ABSTRACT

The journey from beginning to end has been difficult but has had its rewards. Chief among them is a new appreciation of the coherence, breadth, and depth of Leibniz’s thought. It offers an unusual degree of freedom to those studying philosophy, and contains a consummate richness almost unimaginable in other more straight-laced schemes. Storms erupting over inconsistencies are replaced by a glassy sea once the relevant claims are seen as alternative theories rather than as Truths. If they are Truths, the picture is quite bleak. For two theses have now

been established beyond doubt: (1) Idealism and Realism are inconsistent and (2) Idealism and Realism are endorsed together in all of Leibniz’s major mature works. Attributing incoherent Truth-Pluralism to Leibniz would be inevitable if Theory-Pluralism hadn’t come along to save the day. One is left wondering what Leibniz himself was thinking when he so reg-

ularly and inextricably interfused Idealism with Realism. I have tried to figure out how he could operate with such a major ‘‘psychic division’’ going all the time. I can’t fathom doing it myself – I would definitely be a ‘‘one view’’ theorist! But in many ways it’s just like Leibniz to push his way through obstacles in the headlong pursuit of a Renaissance and rationalist ideal. The example that keeps coming to mind is the Florence dome. To make

this dome so large, Filippo Brunelleschi was forced to use ideas and plans scavenged from disparate sources: geared hoists, Islamic mosques, buttressing techniques, classical buildings, and the ancient Roman ‘‘herringbone’’ pattern of bricklaying. All these had to submit to a final synthesis – realized jointly in one magnificent cupola. They could not remain individual and scattered. Through sheer force of the Renaissance will, they were combined. And so I think it was with the Idealist and Realist elements Leibniz

found in sources far and wide and close at hand. They had to yield to a final synthesis.
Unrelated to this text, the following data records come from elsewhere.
use thiserror::Error;

use crate::model::token::Token;

macro_rules! synthesis_error {
    // Single string version
    ($msg:expr) => {
        crate::Error::TypeSynthesis {
            message: $msg.to_string(),
            file: file!(),
            line: line!(),
        }
    };

    // Format string with arguments version
    ($fmt:expr, $($arg:tt)*) => {
        crate::Error::TypeSynthesis {
            message: format!($fmt, $($arg)*),
            file: file!(),
            line: line!(),
        }
    };
}

/// The generic Error type, which provides coverage for all errors this library can potentially
/// return.
///
/// This enum covers all possible error conditions that can occur during prototype analysis,
/// interceptor registration, proxy type synthesis, and chain dispatch. Each variant provides
/// specific context about the failure mode to enable appropriate error handling.
///
/// # Error Categories
///
/// ## Configuration Errors
/// - [`Error::InvalidPrototype`] - Prototype type fails the eligibility checks
/// - [`Error::InvalidArgument`] - Null or contradictory registration arguments
/// - [`Error::MemberNotOverridable`] - Explicit member list contains a non-matching member
/// - [`Error::BuildAlreadyFinalized`] - Registration attempted after the proxy type was built
///
/// ## Synthesis Errors
/// - [`Error::TypeSynthesis`] - Proxy type generation failed; fatal for the owning builder
///
/// ## Dispatch Errors
/// - [`Error::InvalidCastInChain`] - Runtime marshalling mismatch at a stage boundary
/// - [`Error::MissingBaseImplementation`] - A chain reached a base stage that has no body
/// - [`Error::MemberNotFound`] - Invocation addressed a member the proxy type does not carry
///
/// ## Instantiation and Infrastructure Errors
/// - [`Error::MissingAccessibleConstructor`] - No constructor matches the supplied arguments
/// - [`Error::LockError`] - Thread synchronization failure
///
/// # Examples
///
/// ```rust
/// use proxyforge::{Error, ProxyBuilder};
/// use proxyforge::model::{PrototypeBuilder, PrototypeRegistry};
/// use std::sync::Arc;
///
/// let registry = Arc::new(PrototypeRegistry::new());
/// let prototype = PrototypeBuilder::new(registry)
///     .class("MyApp", "Sealed")
///     .sealed()
///     .build()?;
///
/// match ProxyBuilder::new(&prototype) {
///     Ok(_) => println!("builder created"),
///     Err(Error::InvalidPrototype(reason)) => {
///         eprintln!("not a valid prototype: {}", reason);
///     }
///     Err(e) => eprintln!("other error: {}", e),
/// }
/// # Ok::<(), proxyforge::Error>(())
/// ```
#[derive(Error, Debug)]
pub enum Error {
    // Configuration errors
    /// The prototype type is not eligible for proxying.
    ///
    /// A prototype must be a public interface, or a public non-sealed class
    /// exposing at least one accessible constructor. The payload describes
    /// which check failed.
    #[error("Prototype is not eligible for proxying - {0}")]
    InvalidPrototype(String),

    /// A registration argument was null or contradictory.
    ///
    /// Raised for an explicit empty member set, a generic argument list whose
    /// length does not match the member's generic arity, or an argument
    /// vector whose length does not match the member's parameter count.
    #[error("Invalid registration argument - {0}")]
    InvalidArgument(String),

    /// An explicitly listed member is not an overridable member of the prototype.
    ///
    /// The explicit member set form of registration validates every entry
    /// against the prototype's overridable member set before any mutation
    /// occurs; the payload names the offending member.
    #[error("Member is not an overridable member of the prototype - {0}")]
    MemberNotOverridable(String),

    /// The owning builder has already produced its proxy type.
    ///
    /// Once a builder's first build completes (or fails), its configuration is
    /// frozen. Registration calls fail deterministically with this error and
    /// cause no partial mutation.
    #[error("The proxy type has already been built, configuration is frozen")]
    BuildAlreadyFinalized,

    // Synthesis errors
    /// Proxy type generation failed.
    ///
    /// Synthesis is attempted at most once per builder; a failure here
    /// permanently poisons the builder and subsequent build calls re-raise
    /// it. The error includes the source location where the failure was
    /// detected for debugging purposes.
    ///
    /// # Fields
    ///
    /// * `message` - Detailed description of what could not be synthesized
    /// * `file` - Source file in which the error was detected
    /// * `line` - Source line in which the error was detected
    #[error("TypeSynthesis - {file}:{line}: {message}")]
    TypeSynthesis {
        /// The message to be printed for the synthesis failure
        message: String,
        /// The source file in which this error occured
        file: &'static str,
        /// The source line in which this error occured
        line: u32,
    },

    // Dispatch errors
    /// A value could not be cast at a chain stage boundary.
    ///
    /// Raised when an interceptor substitutes an argument whose type does not
    /// match the declared parameter type, or when a base implementation
    /// returns a value that does not match the member's declared return type.
    /// The declared type always wins; covariant mismatches are caught at the
    /// boundary rather than silently propagated.
    #[error("Value could not be cast at a chain boundary - expected {expected}, found {found}")]
    InvalidCastInChain {
        /// The declared type the boundary expected
        expected: String,
        /// The type that was actually present
        found: String,
    },

    /// A chain ran to its base stage but the member declares no body.
    ///
    /// Interface members without a default body rely on an interceptor
    /// short-circuiting the chain; proceeding past the last interceptor
    /// surfaces this error to the caller of the generated member.
    #[error("Member declares no base implementation - {0}")]
    MissingBaseImplementation(String),

    /// The invoked member is not part of the proxy type.
    ///
    /// The associated [`Token`] identifies the member that was requested.
    #[error("Failed to find member in proxy type - {0}")]
    MemberNotFound(Token),

    // Instantiation errors
    /// Instance creation failed because no accessible constructor matches.
    ///
    /// Raised when the prototype declares no constructor at all, or when the
    /// supplied argument vector matches no declared constructor signature.
    #[error("No accessible constructor matches the supplied arguments")]
    MissingAccessibleConstructor,

    /// Failed to lock target.
    ///
    /// This error occurs when thread synchronization fails, typically
    /// when trying to acquire a rwlock that was poisoned by a panic.
    #[error("Failed to lock target")]
    LockError,
}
If they tried to cling to their isolating individuality, they would be forced into a synthesis befitting the Renaissance ideal of unity. Anything less was unthinkable. The reader is of course entitled to her own opinion about interpretive

schemes. Taking a long view of the matter, it is enough if through this study she comes to an appreciation of the full riches of Leibniz’s system.